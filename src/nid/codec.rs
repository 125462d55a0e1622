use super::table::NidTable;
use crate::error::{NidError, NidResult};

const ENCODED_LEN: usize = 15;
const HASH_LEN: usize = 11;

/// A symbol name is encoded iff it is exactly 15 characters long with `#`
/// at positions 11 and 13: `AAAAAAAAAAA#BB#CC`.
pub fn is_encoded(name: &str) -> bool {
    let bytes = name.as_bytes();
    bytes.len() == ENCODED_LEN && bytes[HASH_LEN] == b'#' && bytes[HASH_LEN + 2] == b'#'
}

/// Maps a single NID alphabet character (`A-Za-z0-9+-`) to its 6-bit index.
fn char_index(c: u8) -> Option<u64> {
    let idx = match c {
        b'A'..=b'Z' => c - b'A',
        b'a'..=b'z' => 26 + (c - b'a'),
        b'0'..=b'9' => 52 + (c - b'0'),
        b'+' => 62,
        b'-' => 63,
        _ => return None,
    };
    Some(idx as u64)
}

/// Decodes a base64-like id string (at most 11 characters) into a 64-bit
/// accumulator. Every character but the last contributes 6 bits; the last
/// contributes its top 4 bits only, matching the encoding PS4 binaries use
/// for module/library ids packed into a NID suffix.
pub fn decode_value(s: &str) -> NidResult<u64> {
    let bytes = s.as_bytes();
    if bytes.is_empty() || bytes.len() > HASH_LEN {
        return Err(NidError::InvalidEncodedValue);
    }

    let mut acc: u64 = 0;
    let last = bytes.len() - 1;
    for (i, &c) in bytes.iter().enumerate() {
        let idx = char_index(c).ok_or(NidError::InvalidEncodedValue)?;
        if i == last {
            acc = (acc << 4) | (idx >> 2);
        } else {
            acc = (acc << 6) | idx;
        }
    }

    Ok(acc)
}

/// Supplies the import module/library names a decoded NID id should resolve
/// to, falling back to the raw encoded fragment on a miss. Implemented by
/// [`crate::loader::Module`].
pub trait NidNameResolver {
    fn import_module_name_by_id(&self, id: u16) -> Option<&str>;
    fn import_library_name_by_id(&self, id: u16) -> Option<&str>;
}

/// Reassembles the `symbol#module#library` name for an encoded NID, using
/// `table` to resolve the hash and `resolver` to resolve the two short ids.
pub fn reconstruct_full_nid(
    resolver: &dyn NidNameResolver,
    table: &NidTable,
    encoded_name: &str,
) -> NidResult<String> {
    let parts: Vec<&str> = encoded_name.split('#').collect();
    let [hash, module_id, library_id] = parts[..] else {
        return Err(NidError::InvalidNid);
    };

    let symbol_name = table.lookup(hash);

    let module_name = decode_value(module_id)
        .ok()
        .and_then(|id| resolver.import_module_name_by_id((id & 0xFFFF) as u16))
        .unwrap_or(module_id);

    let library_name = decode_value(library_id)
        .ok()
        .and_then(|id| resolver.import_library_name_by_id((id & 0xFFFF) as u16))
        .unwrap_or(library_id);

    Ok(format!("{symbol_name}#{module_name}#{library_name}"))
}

• Problem statement:
Print only the lines that run from the start of the listing to the line bearing "const HASH_LEN: usize = 11;"; please keep the first line and that last one, exactly as they appear.

• Reply:
filename src/nid/codec.rs
repository 125462d55a0e1622
use super::table::NidTable;
use crate::error::{NidError, NidResult};

const ENCODED_LEN: usize = 15;
const HASH_LEN: usize = 11;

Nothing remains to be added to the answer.